### Work to be completed
In the entries below, count the lines that contain the word "juice" and give only that number.

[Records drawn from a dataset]
Segment Open

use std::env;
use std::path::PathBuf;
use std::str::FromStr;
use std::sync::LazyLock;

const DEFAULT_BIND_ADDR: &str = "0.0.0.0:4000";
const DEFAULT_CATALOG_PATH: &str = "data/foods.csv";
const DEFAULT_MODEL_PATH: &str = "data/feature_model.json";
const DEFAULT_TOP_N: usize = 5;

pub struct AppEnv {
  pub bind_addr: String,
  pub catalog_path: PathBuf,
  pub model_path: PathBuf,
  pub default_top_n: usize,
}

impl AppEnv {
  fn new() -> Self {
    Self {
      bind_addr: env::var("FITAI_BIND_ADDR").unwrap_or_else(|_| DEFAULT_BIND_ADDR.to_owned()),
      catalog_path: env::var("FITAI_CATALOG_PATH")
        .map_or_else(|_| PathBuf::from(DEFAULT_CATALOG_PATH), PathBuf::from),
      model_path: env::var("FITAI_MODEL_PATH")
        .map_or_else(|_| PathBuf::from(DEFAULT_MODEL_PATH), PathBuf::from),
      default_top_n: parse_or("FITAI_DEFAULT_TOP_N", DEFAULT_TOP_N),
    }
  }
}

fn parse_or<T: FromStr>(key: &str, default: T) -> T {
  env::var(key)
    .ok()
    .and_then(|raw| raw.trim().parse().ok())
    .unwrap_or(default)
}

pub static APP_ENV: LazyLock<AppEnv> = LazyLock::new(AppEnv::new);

Segment Closed
Segment Open

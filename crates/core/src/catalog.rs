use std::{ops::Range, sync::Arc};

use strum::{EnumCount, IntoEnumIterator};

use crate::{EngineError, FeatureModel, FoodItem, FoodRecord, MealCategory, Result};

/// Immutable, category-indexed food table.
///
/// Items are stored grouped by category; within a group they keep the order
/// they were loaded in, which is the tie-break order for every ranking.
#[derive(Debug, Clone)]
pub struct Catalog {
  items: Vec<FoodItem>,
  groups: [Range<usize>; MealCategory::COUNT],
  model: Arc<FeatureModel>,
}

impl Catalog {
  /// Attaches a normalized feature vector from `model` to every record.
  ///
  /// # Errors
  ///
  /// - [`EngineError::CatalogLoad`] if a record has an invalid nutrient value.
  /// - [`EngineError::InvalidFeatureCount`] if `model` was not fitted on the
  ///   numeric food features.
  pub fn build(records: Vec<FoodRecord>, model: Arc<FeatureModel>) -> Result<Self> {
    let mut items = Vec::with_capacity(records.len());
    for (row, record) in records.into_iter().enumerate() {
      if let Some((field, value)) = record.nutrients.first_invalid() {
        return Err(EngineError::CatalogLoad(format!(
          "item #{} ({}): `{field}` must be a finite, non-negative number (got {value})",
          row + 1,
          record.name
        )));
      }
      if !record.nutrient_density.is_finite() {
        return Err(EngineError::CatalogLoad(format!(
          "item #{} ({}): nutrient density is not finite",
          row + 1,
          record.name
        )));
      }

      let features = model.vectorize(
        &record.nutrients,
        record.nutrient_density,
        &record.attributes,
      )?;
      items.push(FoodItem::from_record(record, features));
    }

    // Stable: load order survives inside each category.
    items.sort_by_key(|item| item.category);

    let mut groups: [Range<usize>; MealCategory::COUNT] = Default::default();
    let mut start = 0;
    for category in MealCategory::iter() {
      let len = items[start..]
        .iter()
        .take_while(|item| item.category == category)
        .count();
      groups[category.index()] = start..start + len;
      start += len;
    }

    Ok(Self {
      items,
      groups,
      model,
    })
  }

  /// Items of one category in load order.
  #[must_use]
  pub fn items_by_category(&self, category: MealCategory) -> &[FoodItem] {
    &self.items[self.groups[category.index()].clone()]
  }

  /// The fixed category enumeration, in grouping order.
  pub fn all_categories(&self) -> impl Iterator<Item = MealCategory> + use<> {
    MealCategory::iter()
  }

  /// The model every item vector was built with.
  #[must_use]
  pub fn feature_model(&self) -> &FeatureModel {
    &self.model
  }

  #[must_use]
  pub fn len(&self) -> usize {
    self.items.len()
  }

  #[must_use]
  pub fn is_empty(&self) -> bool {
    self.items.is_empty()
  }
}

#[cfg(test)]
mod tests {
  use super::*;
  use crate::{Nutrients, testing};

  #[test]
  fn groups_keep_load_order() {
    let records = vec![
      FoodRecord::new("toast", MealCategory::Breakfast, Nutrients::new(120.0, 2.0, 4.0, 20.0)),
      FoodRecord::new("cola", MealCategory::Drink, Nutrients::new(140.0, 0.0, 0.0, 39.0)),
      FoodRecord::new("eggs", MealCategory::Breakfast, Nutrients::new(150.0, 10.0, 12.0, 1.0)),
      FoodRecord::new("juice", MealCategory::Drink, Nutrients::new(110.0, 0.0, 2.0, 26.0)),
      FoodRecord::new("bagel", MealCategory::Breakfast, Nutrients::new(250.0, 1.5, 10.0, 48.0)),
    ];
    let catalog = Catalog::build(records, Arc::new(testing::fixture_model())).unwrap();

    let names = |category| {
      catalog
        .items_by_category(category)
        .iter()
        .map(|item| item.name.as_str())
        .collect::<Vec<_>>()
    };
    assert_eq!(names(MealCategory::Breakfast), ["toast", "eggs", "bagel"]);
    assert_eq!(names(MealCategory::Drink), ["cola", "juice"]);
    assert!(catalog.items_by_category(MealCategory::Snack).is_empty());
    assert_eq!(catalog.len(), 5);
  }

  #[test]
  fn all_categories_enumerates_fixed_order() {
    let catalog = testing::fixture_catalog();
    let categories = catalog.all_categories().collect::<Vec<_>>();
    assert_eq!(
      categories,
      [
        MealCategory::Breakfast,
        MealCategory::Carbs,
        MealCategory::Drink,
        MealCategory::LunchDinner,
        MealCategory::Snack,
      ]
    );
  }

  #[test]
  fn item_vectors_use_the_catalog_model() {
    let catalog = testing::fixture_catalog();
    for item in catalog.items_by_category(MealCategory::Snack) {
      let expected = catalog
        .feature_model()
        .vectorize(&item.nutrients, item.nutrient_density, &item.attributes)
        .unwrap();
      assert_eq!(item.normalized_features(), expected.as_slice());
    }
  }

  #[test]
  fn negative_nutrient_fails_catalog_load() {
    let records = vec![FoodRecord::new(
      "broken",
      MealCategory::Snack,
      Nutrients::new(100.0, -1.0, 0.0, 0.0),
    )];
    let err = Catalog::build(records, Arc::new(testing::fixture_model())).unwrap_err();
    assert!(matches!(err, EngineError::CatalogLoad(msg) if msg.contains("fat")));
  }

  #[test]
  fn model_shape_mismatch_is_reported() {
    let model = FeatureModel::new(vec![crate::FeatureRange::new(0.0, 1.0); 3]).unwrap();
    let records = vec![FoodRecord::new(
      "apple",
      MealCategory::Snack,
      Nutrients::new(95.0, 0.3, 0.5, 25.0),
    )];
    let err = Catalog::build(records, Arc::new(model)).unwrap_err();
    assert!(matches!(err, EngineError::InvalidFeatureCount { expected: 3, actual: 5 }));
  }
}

Segment Closed

### Completed task
2